Personally I'd go for XBox because of cost. But having PS3 has its advantages in the form of vast game support and a Blu-Ray player among others


----------



## prttal (Jan 18, 2011)

But can you tell me why anybody would require a 250 GB HDD in a console? Would it make any difference in buying a 4 GB model?

As for the Blu-ray player thing of the PS3, the question that arises is that how many movies are in the Blu-ray format?
And, Are they affordable? By the time, the blu-ray discs become cheaper the blu-ray/dvd players' prices will also come down. By that time, Sony would have released PS 4, 5 or 6.


----------



## gagan007 (Jan 18, 2011)

hehe u r right.but then again, if you have that kind of money to purchase a machine worth 16K (I am talking about PS3-120GB here) just to play games...then IMHO you can afford blu-ray discs which costs INR 500 upwards because I also assume that you already have a huge LCD TV to connect your console to 
Nowadays nearly all movies come in blu-ray at the same time when production house decides to launch movie in dvd...But I haven't seen any Indian movie on blu-ray..that's different story.
Just try to watch any movie on blu-ray, you will forget dvd/dvd-rip!

HDD space is used to save games that you might purchase online. It is always handy to have more space... 



As I said earlier, if I were to purchase a console, I 'd go for XBox. Games for XBox as well as the console itself is cheap and easily available.


----------



## vickybat (Jan 18, 2011)

^^ Wrong

Ps3 and xbox360 titles are similarly priced. Infact ps3 platinum titles are cheaper.
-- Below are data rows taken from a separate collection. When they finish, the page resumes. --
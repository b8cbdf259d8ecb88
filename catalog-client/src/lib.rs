//! Catalog Client - HTTP client for the catalog admin API
//!
//! Provides network-based calls for the product editor: category tree,
//! media upload with progress, AI description generation and product
//! create/update.

pub mod config;
pub mod error;
pub mod http;
pub mod upload;

pub use config::ClientConfig;
pub use error::{ClientError, ClientResult};
pub use http::CatalogClient;

// Re-export shared types for convenience
pub use shared::models::{
    Category, DescriptionRequest, ProductPayload, ProgressFn, UploadReceipt, UploadStatus,
};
In my opinion ps3 will be much better if you have a good pc. Ps3 exclusives are unmatched.Xbox 360 exclusives don't even hold a candle to them. The base models of both consoles are almost similarly priced and ps3 is definitely a better buy as you get a hdd and blue ray player out of the box. And don't forget the games and jailbreak.


----------



## Rohan_B (Jan 18, 2011)

vickybat said:


> ^^ Wrong
> 
> Ps3 and xbox360 titles are similarly priced. Infact ps3 platinum titles are cheaper.
> 
> In my opinion ps3 will be much better if you have a good pc. Ps3 exclusives are unmatched.Xbox 360 exclusives don't even hold a candle to them. The base models of both consoles are almost similarly priced and ps3 is definitely a better buy as you get a hdd and blue ray player out of the box. And don't forget the games and jailbreak.




Agreed..
Plus the PS3 is more future proof as developers have said that they have used the full power of the xbox so they are inclining towards PS3 for development.
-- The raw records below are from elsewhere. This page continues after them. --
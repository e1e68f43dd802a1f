use std::io::{Read, Seek};

use super::exif::TAG_DATE_TIME;
use super::reader::{ByteCursor, ByteOrder};
use super::{parse_exif_datetime, DateResult};
use crate::error::ExtractError;
use crate::media::MediaFormat;

/// Read tag 0x0132 (DateTime) from IFD0 of a TIFF or TIFF-based RAW file.
///
/// The sniffer has already classified the stream as TIFF, so a header that
/// is neither `II*\0` nor `MM\0*` is a hard error rather than an unknown date.
pub fn creation_time<R: Read + Seek>(cursor: &mut ByteCursor<R>) -> DateResult {
    let order = match cursor.read_array::<4>(0)? {
        Some([b'I', b'I', 0x2A, 0x00]) => ByteOrder::Little,
        Some([b'M', b'M', 0x00, 0x2A]) => ByteOrder::Big,
        _ => return Err(ExtractError::HeaderMismatch(MediaFormat::Tiff)),
    };

    let Some(ifd) = cursor.read_u32(4, order)? else {
        return Ok(None);
    };
    let ifd = u64::from(ifd);
    let Some(count) = cursor.read_u16(ifd, order)? else {
        return Ok(None);
    };

    let end = ifd + 2 + u64::from(count) * 12;
    let mut entry = ifd + 2;
    while entry + 12 <= end {
        let Some(raw) = cursor.read_array::<12>(entry)? else {
            return Ok(None);
        };
        entry += 12;

        if order.u16([raw[0], raw[1]]) == TAG_DATE_TIME {
            let at = order.u32([raw[8], raw[9], raw[10], raw[11]]);
            let date = cursor.read_up_to(u64::from(at), 20)?;
            return Ok(date.get(..19).and_then(parse_exif_datetime));
        }
    }
    Ok(None)
}

#[cfg(test)]
mod tests {
    use super::*;
    use crate::date::testdata::tiff_block;
    use std::io::Cursor;

    fn extract(bytes: Vec<u8>) -> DateResult {
        let mut cursor = ByteCursor::new(Cursor::new(bytes)).unwrap();
        creation_time(&mut cursor)
    }

    #[test]
    fn test_reads_datetime_in_both_byte_orders() {
        for little in [true, false] {
            let tiff = tiff_block(little, Some("2015:07:04 21:15:00"), None);
            let dt = extract(tiff).unwrap().unwrap();
            assert_eq!(dt.to_string(), "2015-07-04 21:15:00");
        }
    }

    #[test]
    fn test_zeroed_or_missing_date_is_unknown() {
        assert!(extract(tiff_block(true, Some("0000:00:00 00:00:00"), None)).unwrap().is_none());
        assert!(extract(tiff_block(false, None, None)).unwrap().is_none());
    }

    #[test]
    fn test_bad_header_is_a_hard_error() {
        let mut tiff = tiff_block(true, Some("2015:07:04 21:15:00"), None);
        tiff[2] = 0x2B;
        assert!(matches!(
            extract(tiff),
            Err(ExtractError::HeaderMismatch(MediaFormat::Tiff))
        ));
        assert!(matches!(
            extract(Vec::new()),
            Err(ExtractError::HeaderMismatch(MediaFormat::Tiff))
        ));
    }

    #[test]
    fn test_truncated_directory_is_unknown() {
        let tiff = tiff_block(true, Some("2015:07:04 21:15:00"), None);
        for cut in [6usize, 9, 20, 40] {
            assert!(extract(tiff[..cut].to_vec()).unwrap().is_none(), "cut at {cut}");
        }
    }

    #[test]
    fn test_inflated_entry_count_stays_bounded() {
        let mut tiff = tiff_block(true, None, None);
        tiff[8..10].copy_from_slice(&u16::MAX.to_le_bytes());
        assert!(extract(tiff).unwrap().is_none());
    }
}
Also since Microsoft has said there wont be a new hardware for xbox in the next 5 yrs I do believe that the PS3 is much more future proof.
And think about it man
The price you will pay for Kinect (10,000) you can get 3 move controllers (3500 for starter pack and 2000 for a move controller)
You can get even more as you can see..

Also multiplayer is awesome and PS3 Gives it free of cost....
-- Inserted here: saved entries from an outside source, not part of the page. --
//! PNG creation time. Not part of the default dispatch; enabled through
//! `ArchiveOptions::png_timestamps`.

use std::io::{Read, Seek};

use chrono::{DateTime, NaiveDate, NaiveDateTime};
use flate2::read::ZlibDecoder;

use super::reader::{ByteCursor, ByteOrder};
use super::DateResult;
use crate::error::ExtractError;
use crate::media::MediaFormat;

const PNG_SIGNATURE: [u8; 8] = [0x89, b'P', b'N', b'G', 0x0D, 0x0A, 0x1A, 0x0A];
const CREATION_TIME_KEY: &[u8] = b"Creation Time";
/// Upper bound on an inflated zTXt value.
const MAX_TEXT_LEN: u64 = 64 * 1024;

/// Prefer a `Creation Time` text chunk; fall back to the `tIME` chunk once
/// `IEND` (or anything that is not a chunk) is reached.
pub fn creation_time<R: Read + Seek>(cursor: &mut ByteCursor<R>) -> DateResult {
    if cursor.read_array::<8>(0)? != Some(PNG_SIGNATURE) {
        return Err(ExtractError::HeaderMismatch(MediaFormat::Png));
    }

    let mut modified = None;
    let mut offset = PNG_SIGNATURE.len() as u64;
    loop {
        let Some(head) = cursor.read_array::<8>(offset)? else {
            return Ok(modified);
        };
        let length = ByteOrder::Big.u32([head[0], head[1], head[2], head[3]]);
        let kind = [head[4], head[5], head[6], head[7]];
        if !kind[0].is_ascii_alphabetic() || &kind == b"IEND" {
            return Ok(modified);
        }

        let data_at = offset + 8;
        if matches!(&kind, b"tEXt" | b"zTXt" | b"tIME") {
            let Some(data) = cursor.read_vec(data_at, length as usize)? else {
                return Ok(modified);
            };
            match &kind {
                b"tEXt" => {
                    if let Some(dt) = text_creation_time(&data, false) {
                        return Ok(Some(dt));
                    }
                }
                b"zTXt" => {
                    if let Some(dt) = text_creation_time(&data, true) {
                        return Ok(Some(dt));
                    }
                }
                _ => modified = modified.or_else(|| decode_time_chunk(&data)),
            }
        }
        // Payload, then the 4-byte CRC.
        offset = data_at + u64::from(length) + 4;
    }
}

fn text_creation_time(data: &[u8], compressed: bool) -> Option<NaiveDateTime> {
    let nul = data.iter().position(|&b| b == 0)?;
    if &data[..nul] != CREATION_TIME_KEY {
        return None;
    }
    let rest = &data[nul + 1..];

    let value = if compressed {
        // Compression method byte; 0 (deflate) is the only one defined.
        let (&method, stream) = rest.split_first()?;
        if method != 0 {
            return None;
        }
        let mut text = String::new();
        ZlibDecoder::new(stream)
            .take(MAX_TEXT_LEN)
            .read_to_string(&mut text)
            .ok()?;
        text
    } else {
        String::from_utf8_lossy(rest).into_owned()
    };
    parse_text_time(value.trim())
}

fn parse_text_time(value: &str) -> Option<NaiveDateTime> {
    if let Ok(dt) = DateTime::parse_from_rfc2822(value) {
        return Some(dt.naive_local());
    }
    if let Ok(dt) = DateTime::parse_from_rfc3339(value) {
        return Some(dt.naive_local());
    }
    ["%Y:%m:%d %H:%M:%S", "%Y-%m-%d %H:%M:%S", "%Y-%m-%dT%H:%M:%S"]
        .iter()
        .find_map(|fmt| NaiveDateTime::parse_from_str(value, fmt).ok())
}

fn decode_time_chunk(data: &[u8]) -> Option<NaiveDateTime> {
    let &[y0, y1, month, day, hour, minute, second] = data.get(..7)? else {
        return None;
    };
    let year = u16::from_be_bytes([y0, y1]);
    NaiveDate::from_ymd_opt(i32::from(year), u32::from(month), u32::from(day))?.and_hms_opt(
        u32::from(hour),
        u32::from(minute),
        u32::from(second),
    )
}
In short don't buy Xbox....
But yeah Xbox controller is kinda AWESOME!!!


----------



## Baker (Jan 28, 2011)

good LCD tv is  a must factor for ps3......?
am planning to buy either ps3/xbox360.. but am having CRT tv.


----------



## furious_gamer (Jan 28, 2011)

As said by gagan, XBox games are priced lesser than PS3 and everyone know, Sony asks for Premium price for its products.

I'd prefer Xbox over PS3 any day, apart from the fact of Blu-Ray.


----------



## Ishu Gupta (Jan 28, 2011)

How big is it ?

And I agree with Vickybat's post.


----------



## Ethan_Hunt (Jan 29, 2011)

vickybat said:


> *The base models of both consoles are almost similarly priced* and ps3 is definitely a better buy as you get a hdd and blue ray player out of the box.


Incorrect. The base model of the 360 is the Arcade version, which retails for 11.9k and you won't find any current PS3 model for that price, or anything even close to it.


----------



## vickybat (Jan 29, 2011)

@ Ethan hunt

You're right buddy. I forgot about the arcade model. But it comes without harddrive. Imo ps3 120gb @ 16k is a wonderful buy considering the exclusives it has to offer. Ps3 can be used a great media player to watch hd content .

And ps move is more of a hardcore controller with lots of game support unlike kinect which is basically a mainstream controller.

And ps3 harddrive is actually a standard 2.5inch hdd used in laptops. So it can be swapped for a larger capacity hdd easily and unlike the xbox 360 which has a proprietary harddisk and are very costly.


----------



## prttal (Feb 6, 2011)

Talking about space for saved games, how much would you require for an average saved game?
Then, about future-proof no technology is future proof. When PS3 was released many people immediately bought it. In a few months Sony released the PS3 Slim.


----------



## Ethan_Hunt (Feb 6, 2011)

prttal said:


> Talking about space for saved games, how much would you require for an average saved game?


Merely in KB's. You'll need additional space for some games which require mandatory installs, game demos, DLC's and PSN games. Also HD movies and songs, if you plan to use it as a media hub.



prttal said:


> Then, about future-proof no technology is future proof. When PS3 was released many people immediately bought it. In a few months Sony released the PS3 Slim.


It usually happens with every Sony console. The latter launches are to iron out a few shortcomings/issues experienced in the initial launch SKU's.


----------



## cooljeba (Feb 7, 2011)

well all depends on your budget..

PS3 has the best hardware compared to XBOX
XBOX has good collections of games
PS3 has more exclusive games
xbox has good online multiplayer support.. though it is paid..
ps3 has blu ray..


----------



## prttal (Feb 8, 2011)

Now one thing about support. Do both Microsoft and Sony provide proper support?


----------